A recent research has studied the transmission of the microbiome and has shown that social interactions favour the exchange of bacteria. We talk to Mireia Vallès-Colomer, first author, who will join the PRBB this year.

Although our mother transmits us the first strains of our microbiome, as we grow up, social interactions gain weight in terms of its composition and diversity. Image: Mireia Vallès Colomer.

It has been long proven that the microbiome has an impact on human health: on cognitive capacity, prevention of alcohol addiction, response to vaccines, among others. This is why there are many groups within the scientific community dedicated to studying the bacteria that inhabit us. But how do we acquire them?

This is what a recent international collaborative study led by the University of Trento has sought to explain. Mireia Vallès-Colomer is the first author of the study and she will soon join the Barcelona Biomedical Research Park (PRBB) as principal investigator of the Department of Medicine and Life Sciences of the Pompeu Fabra University (MELIS-UPF), where she will continue working on the microbiome.

Studying the microbiome transmission

Unlike with the COVID-19 virus, when we learned about its transmission in record time, we do not know much about how the bacteria in our microbiome are transmitted. Nevertheless, the importance of the microbiome is such that we humans couldn’t live without it.

To carry out this study, the research team had access to public data that includes more than 9,700 oral and faecal samples from individuals from more than 20 countries on 5 continents. In addition, some of these samples are from family members, which has allowed the scientists to study transmission in this type of relationship. And thanks to new high-resolution metagenomic tools, they have been able to carry out a precise study of microbiota transmission.
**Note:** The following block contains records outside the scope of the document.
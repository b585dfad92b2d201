//! Periodic recomputation of elapsed session time.
//!
//! The ticker is an owned resource: it is acquired when live feedback is
//! wanted and released by [`Ticker::stop`] or by dropping it. Each tick
//! refreshes every active session and sends the snapshot to the receiver.

use std::time::Duration;

use tokio::sync::mpsc;
use tokio::task::JoinHandle;
use tokio::time::MissedTickBehavior;
use tracing::{debug, trace};

use super::{FlightSession, SessionTracker};

/// Default interval between ticks.
pub const DEFAULT_TICK_INTERVAL: Duration = Duration::from_millis(1000);

/// A running tick task.
#[derive(Debug)]
pub struct Ticker {
    period: Duration,
    handle: Option<JoinHandle<()>>,
}

impl Ticker {
    /// Spawn a task that ticks `tracker` every `period` and forwards snapshots.
    ///
    /// The first tick fires immediately. The task ends when the ticker is
    /// stopped or dropped, or when `tx`'s receiver goes away.
    ///
    /// Must be called from within a tokio runtime.
    #[must_use]
    pub fn spawn(
        tracker: SessionTracker,
        period: Duration,
        tx: mpsc::Sender<Vec<FlightSession>>,
    ) -> Self {
        let period = period.max(Duration::from_millis(1));
        let handle = tokio::spawn(async move {
            let mut interval = tokio::time::interval(period);
            interval.set_missed_tick_behavior(MissedTickBehavior::Delay);
            loop {
                interval.tick().await;
                let snapshot = tracker.tick();
                trace!("Tick with {} active session(s)", snapshot.len());
                if tx.send(snapshot).await.is_err() {
                    debug!("Tick receiver closed, stopping ticker");
                    break;
                }
            }
        });

        Self {
            period,
            handle: Some(handle),
        }
    }

    /// Interval between ticks.
    #[must_use]
    pub fn period(&self) -> Duration {
        self.period
    }

    /// Check if the tick task is still running.
    #[must_use]
    pub fn is_running(&self) -> bool {
        self.handle.as_ref().is_some_and(|h| !h.is_finished())
    }

    /// Stop ticking and wait for the task to end.
    pub async fn stop(mut self) {
        if let Some(handle) = self.handle.take() {
            handle.abort();
            let _ = handle.await;
            debug!("Ticker stopped");
        }
    }
}

impl Drop for Ticker {
    fn drop(&mut self) {
        if let Some(handle) = self.handle.take() {
            handle.abort();
        }
    }
}

#[cfg(test)]
mod tests {
    use super::*;
    use crate::session::SubmissionFlow;

    const FAST: Duration = Duration::from_millis(5);

    async fn recv(rx: &mut mpsc::Receiver<Vec<FlightSession>>) -> Vec<FlightSession> {
        tokio::time::timeout(Duration::from_secs(2), rx.recv())
            .await
            .expect("tick did not arrive")
            .expect("channel closed")
    }

    #[tokio::test]
    async fn test_ticker_delivers_snapshots() {
        let tracker = SessionTracker::new();
        tracker.start("C-GABC", SubmissionFlow::Owner).unwrap();

        let (tx, mut rx) = mpsc::channel(4);
        let ticker = Ticker::spawn(tracker.clone(), FAST, tx);
        assert!(ticker.is_running());
        assert_eq!(ticker.period(), FAST);

        let snapshot = recv(&mut rx).await;
        assert_eq!(snapshot.len(), 1);
        assert_eq!(snapshot[0].aircraft_id, "C-GABC");
        assert_eq!(snapshot[0].elapsed_minutes, 0);

        ticker.stop().await;
    }

    #[tokio::test]
    async fn test_ticker_sees_sessions_started_later() {
        let tracker = SessionTracker::new();
        let (tx, mut rx) = mpsc::channel(4);
        let ticker = Ticker::spawn(tracker.clone(), FAST, tx);

        assert!(recv(&mut rx).await.is_empty());
        tracker.start("C-FXYZ", SubmissionFlow::Owner).unwrap();

        loop {
            if !recv(&mut rx).await.is_empty() {
                break;
            }
        }
        ticker.stop().await;
    }

    #[tokio::test]
    async fn test_ticker_ends_when_receiver_dropped() {
        let (tx, rx) = mpsc::channel(1);
        let ticker = Ticker::spawn(SessionTracker::new(), FAST, tx);
        drop(rx);

        tokio::time::timeout(Duration::from_secs(2), async {
            while ticker.is_running() {
                tokio::time::sleep(FAST).await;
            }
        })
        .await
        .expect("ticker kept running");
    }

    #[tokio::test]
    async fn test_stop_closes_channel() {
        let (tx, mut rx) = mpsc::channel(16);
        let ticker = Ticker::spawn(SessionTracker::new(), FAST, tx);
        let _ = recv(&mut rx).await;

        ticker.stop().await;
        // Drain whatever was buffered; the sender is gone once the task ends.
        while rx.recv().await.is_some() {}
    }

    #[tokio::test]
    async fn test_drop_stops_ticker() {
        let (tx, mut rx) = mpsc::channel(16);
        let ticker = Ticker::spawn(SessionTracker::new(), FAST, tx);
        let _ = recv(&mut rx).await;

        drop(ticker);
        tokio::time::timeout(Duration::from_secs(2), async {
            while rx.recv().await.is_some() {}
        })
        .await
        .expect("channel stayed open after drop");
    }

    #[tokio::test]
    async fn test_zero_period_is_clamped() {
        let (tx, _rx) = mpsc::channel(1);
        let ticker = Ticker::spawn(SessionTracker::new(), Duration::ZERO, tx);
        assert_eq!(ticker.period(), Duration::from_millis(1));
    }
}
Vertical transmission, the transfer of bacteria between mother and child at birth, had been studied before – and the team was able to see how different types of labour (natural or caesarean section) affect this transmission, with lower transmission resulting from C-section. But babies do not have many of the bacteria typical of adults, which led the researchers to believe that there must be also horizontal transmission later on. With this study they have been able to prove it.

Gut and oral microbiome

The gut microbiome is more complex than the oral microbiome (the one found in our mouths) and its influence on gut diseases and even mental health has long been known. Compared to the oral microbiome, it is more densely populated, with more than 1,000 species already known – and even more yet to be discovered!

This study has shown that, at birth, babies share up to 50% of bacterial strains with their mothers. But from the age of one year, this percentage starts to decrease to 34%, and decreases even further with age.
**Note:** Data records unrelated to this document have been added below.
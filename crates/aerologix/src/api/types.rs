//! Request bodies sent to the backend.

use serde::{Deserialize, Serialize};

use crate::session::{iso8601, FlightCandidate};

/// Body of `POST /api/aircraft/{id}/flight-candidates`.
#[derive(Debug, Clone, PartialEq, Eq, Serialize, Deserialize)]
pub struct FlightCandidateRequest {
    /// Session start, ISO 8601 with milliseconds.
    pub depart_ts: String,
    /// Session stop, ISO 8601 with milliseconds.
    pub arrival_ts: String,
    /// Estimated duration, at least one minute.
    pub duration_est_minutes: u32,
    /// Origin tag of the candidate.
    pub source: String,
}

impl From<&FlightCandidate> for FlightCandidateRequest {
    fn from(candidate: &FlightCandidate) -> Self {
        Self {
            depart_ts: iso8601(candidate.depart_ts),
            arrival_ts: iso8601(candidate.arrival_ts),
            duration_est_minutes: candidate.duration_est_minutes,
            source: candidate.source.clone(),
        }
    }
}

/// Body of `POST /api/pilot-invites/submit-flight/{token}`.
///
/// The invite endpoint takes no timestamps.
#[derive(Debug, Clone, Copy, PartialEq, Eq, Serialize, Deserialize)]
pub struct PilotFlightRequest {
    /// Estimated duration, at least one minute.
    pub duration_est_minutes: u32,
}

impl From<&FlightCandidate> for PilotFlightRequest {
    fn from(candidate: &FlightCandidate) -> Self {
        Self {
            duration_est_minutes: candidate.duration_est_minutes,
        }
    }
}
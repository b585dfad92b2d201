//! CLI command definitions.
//!
//! This module defines the structure of all CLI subcommands.

use std::path::PathBuf;

use chrono::NaiveDate;
use clap::{Args, Subcommand, ValueEnum};

use crate::session::SubmissionFlow;

/// Flight session commands.
#[derive(Debug, Subcommand)]
pub enum SessionCommand {
    /// Start timing a flight
    Start {
        /// Aircraft id
        aircraft: String,

        /// Submit as a pilot through this invite token instead of as the owner
        #[arg(long, value_name = "TOKEN")]
        invite: Option<String>,
    },

    /// Stop timing a flight and submit it
    Stop {
        /// Aircraft id
        aircraft: String,
    },

    /// Show tracked sessions
    Status {
        /// Only show this aircraft
        aircraft: Option<String>,

        /// Output as JSON
        #[arg(short, long)]
        json: bool,
    },

    /// Show elapsed time for tracked sessions until interrupted
    Watch {
        /// Override the configured tick interval
        #[arg(long, value_name = "MS")]
        interval_ms: Option<u64>,
    },
}

impl SessionCommand {
    /// Submission flow selected for `session start`.
    #[must_use]
    pub fn flow(invite: Option<&str>) -> SubmissionFlow {
        match invite {
            Some(token) => SubmissionFlow::PilotInvite {
                token: token.to_string(),
            },
            None => SubmissionFlow::Owner,
        }
    }
}

/// Maintenance report arguments.
#[derive(Debug, Args)]
pub struct ReportCommand {
    /// Fetch component and ELT settings for this aircraft from the backend
    #[arg(short, long, conflicts_with = "settings")]
    pub aircraft: Option<String>,

    /// Read component settings from a JSON file
    #[arg(short, long, value_name = "FILE")]
    pub settings: Option<PathBuf>,

    /// Read ELT settings from a JSON file
    #[arg(long, value_name = "FILE", requires = "settings")]
    pub elt: Option<PathBuf>,

    /// Compute the report as of this date (YYYY-MM-DD) instead of today
    #[arg(long, value_name = "DATE")]
    pub date: Option<NaiveDate>,

    /// Output format
    #[arg(short, long, value_enum, default_value = "table")]
    pub format: OutputFormat,
}

/// Submission history arguments.
#[derive(Debug, Args)]
pub struct HistoryCommand {
    /// Only show flights for this aircraft
    #[arg(short, long)]
    pub aircraft: Option<String>,

    /// Maximum number of entries (defaults to `storage.history_limit`)
    #[arg(short, long)]
    pub limit: Option<usize>,

    /// Output format
    #[arg(short, long, value_enum, default_value = "table")]
    pub format: OutputFormat,
}

/// Aircraft management commands.
#[derive(Debug, Subcommand)]
pub enum AircraftCommand {
    /// Delete aircraft from the backend
    Delete {
        /// Aircraft ids
        #[arg(required = true)]
        ids: Vec<String>,
    },
}

/// Configuration commands.
#[derive(Debug, Subcommand)]
pub enum ConfigCommand {
    /// Show current configuration
    Show {
        /// Output as JSON
        #[arg(short, long)]
        json: bool,
    },

    /// Show the configuration file path
    Path,

    /// Validate configuration
    Validate {
        /// Path to configuration file to validate
        #[arg(short, long)]
        file: Option<PathBuf>,
    },
}

/// Output format for commands.
#[derive(Debug, Clone, Copy, PartialEq, Eq, Default, ValueEnum)]
pub enum OutputFormat {
    /// Plain text output
    Plain,
    /// Formatted table
    #[default]
    Table,
    /// JSON output
    Json,
}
In adults, it seems that the gut microbiome is influenced by cohabitation (people in the same household share 12% of strains, regardless of their relationship) and by the individual’s social interactions (people in the same village, for example, share 8%). Thus, explains Mireia Vallès-Colomer, “the transmission of intestinal bacterial strains also seems to occur between individuals who live nearby but do not cohabit, representing the social relationships of the host population”.

The species that are part of the oral microbiome are different from those in the gut. As they use saliva as a vehicle of transmission, they are usually more aerotolerant. However, not all oral bacteria are transmitted in the same way, and transmission has not been found to be linked to their prevalence or abundance. They have also observed that mother-baby transmission is not that strong in the case of the oral microbiome. However, it was found that the exchange of strains depends mainly on the duration of contact.

“Our study shows that social interaction promotes the exchange of the microbiome between adults”

The role of social interactions in microbiota transmission

Although much remains to be discovered about the microbiome and its transmission, the scientific community hypothesises that a more diverse microbiome is a good thing, because the more diverse, the more resilient to the perturbations we may suffer.

This research has shown that adult individuals who have close contact with each other share part of their microbiome, reinforcing the hypothesis that “diseases that we nowadays consider non-communicable, such as cancer or heart disease, could have a transmissible microbial component“, explains Vallès-Colomer. It also opens the door to new studies that analyse patients’ social interaction networks to find out the degree of transmissibility of their microbiome and the diseases they suffer from.